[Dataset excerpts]
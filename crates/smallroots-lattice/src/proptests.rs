//! Property-based tests for reduction and enumeration.

#[cfg(test)]
mod tests {
    use proptest::prelude::*;
    use smallroots_integers::{Integer, Rational};

    use crate::enumeration::{enumerate, Control, EnumerationConfig};
    use crate::gso::GramSchmidt;
    use crate::lll::{lll_reduce, norm_squared, LllConfig};
    use crate::matrix::DenseMatrix;

    // unimodular-ish random bases: diagonal dominant so rows stay independent
    fn basis(n: usize) -> impl Strategy<Value = DenseMatrix<Integer>> {
        proptest::collection::vec(-50i64..50, n * n).prop_map(move |entries| {
            let rows = (0..n)
                .map(|i| {
                    (0..n)
                        .map(|j| {
                            let v = entries[i * n + j];
                            Integer::new(if i == j { 1000 + v.abs() } else { v * 37 })
                        })
                        .collect()
                })
                .collect();
            DenseMatrix::from_rows(rows)
        })
    }

    proptest! {
        #![proptest_config(ProptestConfig::with_cases(32))]

        #[test]
        fn lll_preserves_the_lattice(b in basis(4)) {
            let reduced = lll_reduce(&b, &LllConfig::default()).unwrap().basis;
            prop_assert_eq!(reduced.hermite_form(), b.hermite_form());
        }

        #[test]
        fn lll_first_vector_is_not_longer(b in basis(4)) {
            let reduced = lll_reduce(&b, &LllConfig::default()).unwrap().basis;
            let shortest_input = b.rows().map(norm_squared).min().unwrap();
            // Lovász with δ = 0.99 bounds ‖b_0‖² by (1/(δ - 1/4))^(n-1) λ_1²
            prop_assert!(norm_squared(reduced.row(0)) <= shortest_input * Integer::new(3));
        }

        #[test]
        fn lll_is_size_reduced(b in basis(3), num in 30i64..99) {
            let config = LllConfig { delta: Rational::from_i64(num, 100) };
            let reduced = lll_reduce(&b, &config).unwrap().basis;
            let gso = GramSchmidt::new(&reduced);
            for i in 0..gso.len() {
                for j in 0..i {
                    prop_assert!(gso.mu(i, j).abs() <= 0.5 + 1e-9);
                }
            }
        }

        #[test]
        fn enumeration_matches_brute_force(
            rows in proptest::collection::vec(proptest::collection::vec(-4i64..5, 2), 2),
            radius in 1i64..40,
        ) {
            let b = DenseMatrix::from_rows(
                rows.iter().map(|r| r.iter().map(|&v| Integer::new(v)).collect()).collect(),
            );
            prop_assume!(lll_reduce(&b, &LllConfig::default()).is_ok());
            let gso = GramSchmidt::new(&b);
            let mut found = Vec::new();
            enumerate(&gso, &[0.0, 0.0], gso.normalize_squared(&Integer::new(radius)), &EnumerationConfig::default(), |x| {
                found.push(x.to_vec());
                Control::Continue
            });
            found.sort();
            let mut expected = Vec::new();
            for x0 in -60i64..=60 {
                for x1 in -60i64..=60 {
                    let v = b.combine_rows(&[Integer::new(x0), Integer::new(x1)]);
                    if norm_squared(&v) <= Integer::new(radius) {
                        expected.push(vec![x0, x1]);
                    }
                }
            }
            expected.sort();
            prop_assert_eq!(found, expected);
        }
    }
}
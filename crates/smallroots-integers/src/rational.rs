//! Arbitrary precision rational numbers.
//!
//! Rationals show up as lattice scale factors (`1/X` for primal
//! lattices) and as coefficients of Gröbner bases over ℚ.

use dashu::base::{Inverse, Signed as DashuSigned, UnsignedAbs};
use dashu::integer::IBig;
use dashu::rational::RBig;
use num_traits::{One, Zero};
use std::fmt;
use std::ops::{Add, Div, Mul, Neg, Sub};

use crate::Integer;

/// An arbitrary precision rational number.
///
/// Rationals are always stored in lowest terms with a positive denominator.
#[derive(Clone, PartialEq, Eq, Hash, PartialOrd, Ord, Default)]
pub struct Rational(RBig);

impl Rational {
    /// Creates a new rational from numerator and denominator.
    ///
    /// # Panics
    ///
    /// Panics if the denominator is zero.
    #[must_use]
    pub fn new(numerator: Integer, denominator: Integer) -> Self {
        assert!(!denominator.is_zero(), "denominator cannot be zero");
        let negative = denominator.is_negative();
        let value = Self(RBig::from_parts(
            numerator.into_inner(),
            denominator.into_inner().unsigned_abs(),
        ));
        if negative {
            -value
        } else {
            value
        }
    }

    /// Creates a rational from an integer (denominator = 1).
    #[must_use]
    pub fn from_integer(n: Integer) -> Self {
        Self(RBig::from(n.into_inner()))
    }

    /// Creates a rational from i64 numerator and denominator.
    ///
    /// # Panics
    ///
    /// Panics if the denominator is zero.
    #[must_use]
    pub fn from_i64(numerator: i64, denominator: i64) -> Self {
        Self::new(Integer::new(numerator), Integer::new(denominator))
    }

    /// Returns the numerator.
    #[must_use]
    pub fn numerator(&self) -> Integer {
        Integer::from(self.0.numerator().clone())
    }

    /// Returns the (positive) denominator.
    #[must_use]
    pub fn denominator(&self) -> Integer {
        Integer::from(IBig::from(self.0.denominator().clone()))
    }

    /// Returns true if this rational is an integer.
    #[must_use]
    pub fn is_integer(&self) -> bool {
        self.0.denominator().is_one()
    }

    /// Converts to an integer if the denominator is 1.
    #[must_use]
    pub fn to_integer(&self) -> Option<Integer> {
        self.is_integer().then(|| self.numerator())
    }

    /// Largest integer not greater than `self`.
    #[must_use]
    pub fn floor(&self) -> Integer {
        self.numerator().div_floor(&self.denominator())
    }

    /// Smallest integer not less than `self`.
    #[must_use]
    pub fn ceil(&self) -> Integer {
        self.numerator().div_ceil(&self.denominator())
    }

    /// Returns the absolute value.
    #[must_use]
    pub fn abs(&self) -> Self {
        if self.is_negative() {
            -self
        } else {
            self.clone()
        }
    }

    /// Returns the reciprocal, or `None` for zero.
    #[must_use]
    pub fn inv(&self) -> Option<Self> {
        if self.is_zero() {
            None
        } else {
            Some(Self(self.0.clone().inv()))
        }
    }

    /// Returns the sign: -1, 0, or 1.
    #[must_use]
    pub fn signum(&self) -> i8 {
        if self.0.is_zero() {
            0
        } else if DashuSigned::is_positive(&self.0) {
            1
        } else {
            -1
        }
    }

    /// Returns true if negative.
    #[must_use]
    pub fn is_negative(&self) -> bool {
        DashuSigned::is_negative(&self.0)
    }

    /// Computes self^exp for non-negative exp.
    #[must_use]
    pub fn pow(&self, exp: u32) -> Self {
        Self(self.0.pow(exp as usize))
    }

    /// Approximate `log2(|self|)`.
    #[must_use]
    pub fn log2(&self) -> f64 {
        self.numerator().log2() - self.denominator().log2()
    }
}

impl Zero for Rational {
    fn zero() -> Self {
        Self(RBig::ZERO)
    }

    fn is_zero(&self) -> bool {
        self.0.is_zero()
    }
}

impl One for Rational {
    fn one() -> Self {
        Self(RBig::ONE)
    }

    fn is_one(&self) -> bool {
        self.0 == RBig::ONE
    }
}

impl fmt::Debug for Rational {
    fn fmt(&self, f: &mut fmt::Formatter<'_>) -> fmt::Result {
        write!(f, "Rational({self})")
    }
}

impl fmt::Display for Rational {
    fn fmt(&self, f: &mut fmt::Formatter<'_>) -> fmt::Result {
        if self.is_integer() {
            write!(f, "{}", self.numerator())
        } else {
            write!(f, "{}/{}", self.numerator(), self.denominator())
        }
    }
}

macro_rules! forward_binop {
    ($trait:ident, $method:ident, $op:tt) => {
        impl $trait for Rational {
            type Output = Self;

            fn $method(self, rhs: Self) -> Self::Output {
                Self(self.0 $op rhs.0)
            }
        }

        impl $trait<&Rational> for Rational {
            type Output = Self;

            fn $method(self, rhs: &Rational) -> Self::Output {
                Self(self.0 $op &rhs.0)
            }
        }

        impl $trait for &Rational {
            type Output = Rational;

            fn $method(self, rhs: Self) -> Self::Output {
                Rational(&self.0 $op &rhs.0)
            }
        }
    };
}

forward_binop!(Add, add, +);
forward_binop!(Sub, sub, -);
forward_binop!(Mul, mul, *);
forward_binop!(Div, div, /);

impl Neg for Rational {
    type Output = Self;

    fn neg(self) -> Self::Output {
        Self(-self.0)
    }
}

impl Neg for &Rational {
    type Output = Rational;

    fn neg(self) -> Self::Output {
        Rational(-&self.0)
    }
}

impl From<Integer> for Rational {
    fn from(n: Integer) -> Self {
        Self::from_integer(n)
    }
}

impl From<&Integer> for Rational {
    fn from(n: &Integer) -> Self {
        Self::from_integer(n.clone())
    }
}

impl From<i64> for Rational {
    fn from(n: i64) -> Self {
        Self::from_integer(Integer::new(n))
    }
}
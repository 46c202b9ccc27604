//! Coefficient traits.
//!
//! Polynomials in this workspace have coefficients in ℤ or ℚ. These two
//! traits capture exactly what the polynomial and Gröbner code needs
//! from them.

use num_traits::{One, Zero};
use std::fmt::{Debug, Display};
use std::ops::{Add, Mul, Neg, Sub};

use crate::{Integer, Rational};

/// A commutative ring with identity that integers embed into.
///
/// # Laws
///
/// - Addition is associative and commutative with identity `zero()`
/// - Multiplication is associative and commutative with identity `one()`
/// - Multiplication distributes over addition
pub trait Ring:
    Clone
    + Eq
    + Debug
    + Display
    + Zero
    + One
    + Add<Output = Self>
    + Sub<Output = Self>
    + Mul<Output = Self>
    + Neg<Output = Self>
{
    /// The image of an integer in this ring.
    fn from_integer(n: &Integer) -> Self;
}

/// A ring in which every non-zero element is invertible.
pub trait Field: Ring {
    /// Computes the multiplicative inverse, `None` for zero.
    fn inv(&self) -> Option<Self>;
}

impl Ring for Integer {
    fn from_integer(n: &Integer) -> Self {
        n.clone()
    }
}

impl Ring for Rational {
    fn from_integer(n: &Integer) -> Self {
        Rational::from(n)
    }
}

impl Field for Rational {
    fn inv(&self) -> Option<Self> {
        Rational::inv(self)
    }
}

◆ Exercise goal ◆
From the entries, report each line that includes the word "usize".

◆ Problem solution ◆
    fn basis(n: usize) -> impl Strategy<Value = DenseMatrix<Integer>> {
        Self(self.0.pow(exp as usize))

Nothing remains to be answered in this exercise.